Eurozone: Cost of borrowing for corporates is bottoming out
The composite cost-of-borrowing indicator for NFCs seems to have bottomed out as it increased by +7bp to 1.83% in March 2017. This is the first increase since September 2016 and the highest level since mid-2013. When looking at the cost of borrowing for new loans by SMEs (loans up to EUR1mn) the floating rate up to 1 year continued to fall, to 2.25%, its lowest level since 2003. Both fixed rates for loans between 1 and 5 years and above 5 years increased by +5bp compared to its lowest level reached in December 2016 (to 2.35% and 1.81%, respectively) but remain at very low levels. Interest rates for big companies (loans above EUR1mn) are clearly below those for SMEs: 1.38% for floating up to 1 year (+18bp since last month’s through), 1.4% for 1 to 5 years (lowest since 2000) and 1.66% for above 5 years (+13bp above the lowest of August 2016). In real terms, interest rates for SMEs are close to 0% and negative since January 2017 for big companies. We expect the ECB to increase its refi rate for the first time in H1 2019 (see also our Report for details on the impact).
Qatar: 22-year growth low in 2016 - modest recovery in 2017?
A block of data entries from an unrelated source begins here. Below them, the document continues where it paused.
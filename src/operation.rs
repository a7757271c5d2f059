//! Collaborator interfaces of the reduction pipeline.
//!
//! The pipeline only relies on these traits. Reference implementations live in
//! [loader](crate::loader), [focus](crate::focus), [corrections](crate::corrections) and
//! [writer](crate::writer).

use async_trait::async_trait;
use std::path::{Path, PathBuf};

use crate::characterization::CharacterizationTable;
use crate::chunking::{ChunkDescriptor, RunId};
use crate::error::ReductionError;
use crate::focus::FocusConfig;
use crate::models::OutputFormat;
use crate::splitter::TimeFilterWall;
use crate::types::{Dataset, RunInfo};

/// Source of raw run data.
///
/// # Methods
/// * `plan_chunks`: Split a run into chunks of bounded size.
/// * `load_chunk`: Load one chunk of a run.
/// * `load_metadata`: Load only the metadata of a run.
/// * `load_characterizations`: Load a characterization table.
#[async_trait]
pub trait Loader: Send + Sync {
    /// Returns the chunks of a run, or an empty list if it should be read whole.
    ///
    /// # Arguments
    ///
    /// * `run`: Run to plan
    /// * `max_chunk_bytes`: Maximum chunk size in bytes, 0 for unbounded
    async fn plan_chunks(
        &self,
        run: &RunId,
        max_chunk_bytes: u64,
    ) -> Result<Vec<ChunkDescriptor>, ReductionError>;

    /// Load one chunk of a run.
    ///
    /// # Arguments
    ///
    /// * `run`: Run to load
    /// * `chunk`: Chunk to load
    /// * `wall`: Events outside the wall are not loaded
    async fn load_chunk(
        &self,
        run: &RunId,
        chunk: &ChunkDescriptor,
        wall: TimeFilterWall,
    ) -> Result<Dataset, ReductionError>;

    /// Load the metadata of a run without its events.
    async fn load_metadata(&self, run: &RunId) -> Result<RunInfo, ReductionError>;

    /// Load a characterization table.
    async fn load_characterizations(
        &self,
        path: &Path,
    ) -> Result<CharacterizationTable, ReductionError>;
}

/// Alignment and focusing of a raw dataset.
///
/// Implementations must be pure: the same dataset and configuration give the same result.
pub trait FocusOperation: Send + Sync {
    /// Focus a dataset.
    ///
    /// # Arguments
    ///
    /// * `dataset`: Raw time of flight dataset
    /// * `config`: Focus configuration
    fn focus(&self, dataset: &Dataset, config: &FocusConfig) -> Result<Dataset, ReductionError>;
}

/// Corrections applied to vanadium and container datasets.
pub trait Corrections: Send + Sync {
    /// Annotate the sample material and apply an absorption correction.
    ///
    /// # Arguments
    ///
    /// * `dataset`: Dataset to correct
    /// * `radius`: Cylinder radius in cm
    fn absorption(&self, dataset: Dataset, radius: f64) -> Result<Dataset, ReductionError>;

    /// Remove known vanadium Bragg peaks.
    ///
    /// # Arguments
    ///
    /// * `dataset`: Focused dataset in d-spacing
    /// * `fwhm`: Peak width in bins
    /// * `tolerance`: Relative tolerance on peak positions
    fn strip_vanadium_peaks(
        &self,
        dataset: Dataset,
        fwhm: u32,
        tolerance: f64,
    ) -> Result<Dataset, ReductionError>;

    /// Smooth a dataset in the Fourier domain.
    ///
    /// # Arguments
    ///
    /// * `dataset`: Dataset to smooth
    /// * `params`: Smoothing parameters, `"cutoff,order"`
    fn smooth(&self, dataset: Dataset, params: &str) -> Result<Dataset, ReductionError>;
}

/// Description of the files to write for one dataset.
#[derive(Clone, Debug, PartialEq)]
pub struct SaveRequest {
    /// Output path without extension
    pub prefix: PathBuf,
    /// Formats to write
    pub formats: Vec<OutputFormat>,
    /// Whether the dataset is normalised
    pub normalized: bool,
    /// Output bank number
    pub bank: u32,
}

/// Serialisation of finished datasets.
pub trait OutputWriter: Send + Sync {
    /// Write a dataset in each requested format.
    ///
    /// Returns the paths written.
    fn save(&self, dataset: &Dataset, request: &SaveRequest)
        -> Result<Vec<PathBuf>, ReductionError>;
}
impl MockWire {
    fn open_handle(
        &mut self,
        state: &mut GridState,
        path: String,
        kind: HandleKind,
        replica_token: Option<String>,
    ) -> FileDescriptor {
        let descriptor = state.next_descriptor;
        state.next_descriptor += 1;
        self.handles.insert(
            descriptor,
            HandleState {
                path,
                pos: 0,
                kind,
                replica_token,
            },
        );
        descriptor
    }

    fn handle(&self, descriptor: FileDescriptor) -> Result<&HandleState, Error> {
        self.handles.get(&descriptor).ok_or_else(|| {
            error::remote(
                MOCK_PROTOCOL_VIOLATION,
                format!("unknown descriptor {descriptor}"),
            )
        })
    }
}

fn check_read_fault(state: &mut GridState) -> Result<(), Error> {
    let Some(fault) = state.fault.as_mut() else {
        return Ok(());
    };
    fault.reads_seen += 1;
    match fault.fault {
        Fault::IoErrorOnRead { nth } => {
            if !fault.fired && fault.reads_seen == nth {
                fault.fired = true;
                return Err(error::io_error("connection reset by peer (injected)"));
            }
        }
        Fault::RemoteErrorAfterBytes { limit, code } => {
            if state.bytes_served >= limit {
                return Err(error::remote(ErrorCode(code), "injected remote failure"));
            }
        }
    }
    Ok(())
}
Recently published data by the Ministry of Development Planning and Statistics put Q4 2016 real GDP growth at +1.7% y/y, down from +3.9% in Q3, taking full-year 2016 growth to just +2.2%, the lowest annual increase since 1994. The weak outcome in Q4 2016 reflects a -2.5% y/y decline in mining and quarrying, after +2.6% in Q3, resulting from a drop in crude oil production and refinery activity. Meanwhile, the non-hydrocarbon sectors grew by +5.7% y/y in Q4, with construction (+17.3%) and the financial industry (+7.4%) being the biggest contributors. Manufacturing expanded by just +0.2% y/y in Q4 (after declining in the previous two quarters) while wholesale and retail trade were up by +3.2% y/y (+3% in Q3). We expect full-year growth to recover only moderately to +2.8% in 2017 as oil production cuts agreed under the OPEC deal from November 2016 will curb output in the hydrocarbon sector while large infrastructure projects will continue to boost construction.
China: Slowing the tempo
After strong GDP growth of +6.9% y/y in Q1, the economy has begun to show signs of moderation. USD-denominated export growth slowed down to +8% y/y in April (from +16.4% in March) while import expansion decelerated to +11.9% y/y (+20.3%). Both the official and the private measure of economic activity weakened in April, with the official Manufacturing PMI decreasing to 51.2 points (from 51.8 in March) and the Caixin-Markit Manufacturing PMI falling to 50.3 (from 51.2). On the price front, producer prices continued to increase but at a slower pace of +6.4% in April, down from +7.6% in March, reflecting cooling commodity prices and less favorable base effects. Consumer price inflation edged up slightly to +1.2% y/y in April, driven by a rise in non-food inflation. Going forward, Euler Hermes expects GDP growth to remain resilient but the pace will likely moderate throughout the year, bringing full-year growth to +6.7% in 2017.